We present a simple theory that explains how surface curvature affects the reaction kinetics of diffusion-limited reactions on spherically curved surfaces. In this theory, we derive a quadratic equation under the conditions that the rate constant satisfies the Hill and Smoluchowski rate constants at the lowest and highest curvatures, respectively, and that at a certain intermediate curvature, there should be a maximum value of the rate constant, which was recently found in our previous work. We find that the result obtained from our theory is in good agreement with the corresponding one obtained from numerical calculation. In addition, we show that our theory can be directly applied to the Šolc-Stockmayer model of axially symmetric reactants, which can be considered as a spherical reactant with a single reaction site. Furthermore, we discuss using our theory to improve the formula for the rate constant in the Berg-Purcell ligand-binding model of a cell membrane covered by multiple receptors. Our simple theory yields insight into the effect of curvature on diffusion-influenced reactions and provides a useful formula for easily and quantitatively evaluating the curvature effect.

中文翻译：

---

扩散受限反应的曲率依赖性动力学理论及其在配体与具有多个受体的球体结合中的应用

我们提出了一个简单的理论，该理论解释了表面曲率如何影响球形曲面上扩散受限反应的反应动力学。
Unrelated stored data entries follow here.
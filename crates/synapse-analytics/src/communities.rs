//! In-memory community detection and community annotation.

use std::collections::{BTreeMap, HashMap, HashSet};

use synapse_core::analysis::Community;
use synapse_core::entity::{category, Graph};
use synapse_core::numeric::{round_to, safe_div, safe_number};

/// Edge weight thresholds for the two connectivity passes.
pub const STRONG_EDGE: f64 = 0.4;
pub const WEAK_EDGE: f64 = 0.3;
const THEME_MEMBERS: usize = 3;

fn category_label(name: &str) -> &str {
    match name {
        category::CORE_CONCEPT => "Core concepts",
        category::PROFESSIONAL_TERM => "Professional terminology",
        category::BUSINESS_CONCEPT => "Business concepts",
        category::TOOL => "Tools and technology",
        category::PERSON => "People",
        category::ORGANIZATION => "Organizations",
        category::PRODUCT => "Products",
        category::KEY_PHRASE => "Key phrases",
        other => other,
    }
}

/// Connected components over edges heavier than `threshold`, restricted to
/// `allowed` nodes. Components are returned in node order.
fn components(graph: &Graph, allowed: &HashSet<usize>, threshold: f64) -> Vec<Vec<usize>> {
    let index: HashMap<&str, usize> = graph.nodes.iter().enumerate().map(|(i, n)| (n.id.as_str(), i)).collect();
    let mut adjacency: Vec<Vec<usize>> = vec![Vec::new(); graph.nodes.len()];
    for link in &graph.links {
        if safe_number(link.weight, 0.0) <= threshold {
            continue;
        }
        let (Some(&s), Some(&t)) = (index.get(link.source.as_str()), index.get(link.target.as_str())) else {
            continue;
        };
        if s != t && allowed.contains(&s) && allowed.contains(&t) {
            adjacency[s].push(t);
            adjacency[t].push(s);
        }
    }

    let mut seen = vec![false; graph.nodes.len()];
    let mut found = Vec::new();
    for start in 0..graph.nodes.len() {
        if seen[start] || !allowed.contains(&start) {
            continue;
        }
        let mut component = Vec::new();
        let mut stack = vec![start];
        seen[start] = true;
        while let Some(node) = stack.pop() {
            component.push(node);
            for &next in &adjacency[node] {
                if !seen[next] {
                    seen[next] = true;
                    stack.push(next);
                }
            }
        }
        component.sort_unstable();
        found.push(component);
    }
    found
}

/// Fills names, dominant category, coherence and theme for a member list.
/// Coherence is `0.6 x mean internal edge weight + 0.4 x dominant-category ratio`.
pub fn describe_community(graph: &Graph, id: usize, members: Vec<String>) -> Community {
    let member_set: HashSet<&str> = members.iter().map(String::as_str).collect();
    let nodes: Vec<_> = graph.nodes.iter().filter(|n| member_set.contains(n.id.as_str())).collect();

    let mut category_counts: BTreeMap<&str, usize> = BTreeMap::new();
    for node in &nodes {
        *category_counts.entry(node.category.as_str()).or_default() += 1;
    }
    let (dominant_category, dominant_count) = category_counts
        .iter()
        .max_by(|a, b| a.1.cmp(b.1).then(b.0.cmp(a.0)))
        .map(|(c, n)| (c.to_string(), *n))
        .unwrap_or_default();

    let internal: Vec<f64> = graph
        .links
        .iter()
        .filter(|l| l.source != l.target && member_set.contains(l.source.as_str()) && member_set.contains(l.target.as_str()))
        .map(|l| safe_number(l.weight, 0.0))
        .collect();
    let mean_internal = safe_div(internal.iter().sum(), internal.len() as f64, 0.0);
    let category_ratio = safe_div(dominant_count as f64, nodes.len() as f64, 0.0);
    let coherence = round_to(0.6 * mean_internal + 0.4 * category_ratio, 4);

    let mut ranked = nodes.clone();
    ranked.sort_by(|a, b| b.weight.total_cmp(&a.weight).then_with(|| a.name.cmp(&b.name)));
    let leaders: Vec<&str> = ranked.iter().take(THEME_MEMBERS).map(|n| n.name.as_str()).collect();
    let theme = if leaders.is_empty() {
        category_label(&dominant_category).to_string()
    } else {
        format!("{} around {}", category_label(&dominant_category), leaders.join(", "))
    };

    Community {
        id,
        member_names: nodes.iter().map(|n| n.name.clone()).collect(),
        members: nodes.iter().map(|n| n.id.clone()).collect(),
        dominant_category,
        coherence,
        theme,
    }
}

/// Components over edges > 0.4, then over edges > 0.3 among the leftovers,
/// then category groups of whatever remains. Singletons are dropped.
pub fn detect_communities(graph: &Graph) -> Vec<Community> {
    let mut remaining: HashSet<usize> = (0..graph.nodes.len()).collect();
    let mut groups: Vec<Vec<usize>> = Vec::new();

    for threshold in [STRONG_EDGE, WEAK_EDGE] {
        for component in components(graph, &remaining, threshold) {
            if component.len() >= 2 {
                for i in &component {
                    remaining.remove(i);
                }
                groups.push(component);
            }
        }
    }

    let mut by_category: BTreeMap<&str, Vec<usize>> = BTreeMap::new();
    let mut leftovers: Vec<usize> = remaining.into_iter().collect();
    leftovers.sort_unstable();
    for i in leftovers {
        by_category.entry(graph.nodes[i].category.as_str()).or_default().push(i);
    }
    groups.extend(by_category.into_values().filter(|g| g.len() >= 2));

    groups.sort_by(|a, b| b.len().cmp(&a.len()).then(a.cmp(b)));
    groups
        .into_iter()
        .enumerate()
        .map(|(id, group)| {
            let members = group.iter().map(|&i| graph.nodes[i].id.clone()).collect();
            describe_community(graph, id, members)
        })
        .collect()
}

#[cfg(test)]
mod tests {
    use super::*;
    use synapse_core::entity::{Entity, NodeType, Relation};

    fn node(name: &str, cat: &str) -> Entity {
        Entity::new(name, NodeType::Concept, cat, 1.0)
    }

    #[test]
    fn test_threshold_passes_and_category_fallback() {
        let a = node("a", category::CORE_CONCEPT);
        let b = node("b", category::CORE_CONCEPT);
        let c = node("c", category::TOOL);
        let d = node("d", category::TOOL);
        let e = node("e", category::KEY_PHRASE);
        let f = node("f", category::KEY_PHRASE);
        let g = node("g", category::PERSON);
        let graph = Graph::new(
            vec![a.clone(), b.clone(), c.clone(), d.clone(), e.clone(), f.clone(), g],
            vec![
                Relation::new(&a.id, &b.id, "related_to", 0.8),
                Relation::new(&c.id, &d.id, "used_for", 0.35),
                Relation::new(&e.id, &a.id, "related_to", 0.2),
            ],
        );
        let communities = detect_communities(&graph);
        assert_eq!(communities.len(), 3);

        let strong = communities.iter().find(|c| c.members.contains(&a.id)).unwrap();
        assert_eq!(strong.members.len(), 2);
        assert_eq!(strong.dominant_category, category::CORE_CONCEPT);
        assert!((strong.coherence - (0.6 * 0.8 + 0.4)).abs() < 1e-9);
        assert!(strong.theme.starts_with("Core concepts around"));

        let tools = communities.iter().find(|comm| comm.members.contains(&c.id)).unwrap();
        assert_eq!(tools.members, vec![c.id.clone(), d.id.clone()]);
        let phrases = communities.iter().find(|c| c.members.contains(&e.id)).unwrap();
        assert_eq!(phrases.members, vec![e.id.clone(), f.id.clone()]);
        assert!((phrases.coherence - 0.4).abs() < 1e-9);
    }

    #[test]
    fn test_no_singletons() {
        let graph = Graph::new(vec![node("solo", category::TOOL)], Vec::new());
        assert!(detect_communities(&graph).is_empty());
    }
}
在该理论中，我们得出一个二次方程，其条件是速率常数分别满足最低曲率和最高曲率下的Hill和Smoluchowski速率常数，并且在一定的中间曲率下，速率常数应为最大值，这是在我们之前的工作中最近发现的。我们发现，从我们的理论中获得的结果与从数值计算中获得的相应结果非常吻合。此外，我们证明了我们的理论可直接应用于轴对称反应物的Šolc-Stockmayer模型，该模型可被视为具有单个反应位点的球形反应物。此外，我们讨论了使用我们的理论来改进被多个受体覆盖的细胞膜的Berg-Purcell配体结合模型中速率常数的公式。我们的简单理论可以洞察曲率对扩散影响的反应的影响，并为轻松，定量地评估曲率效应提供有用的公式。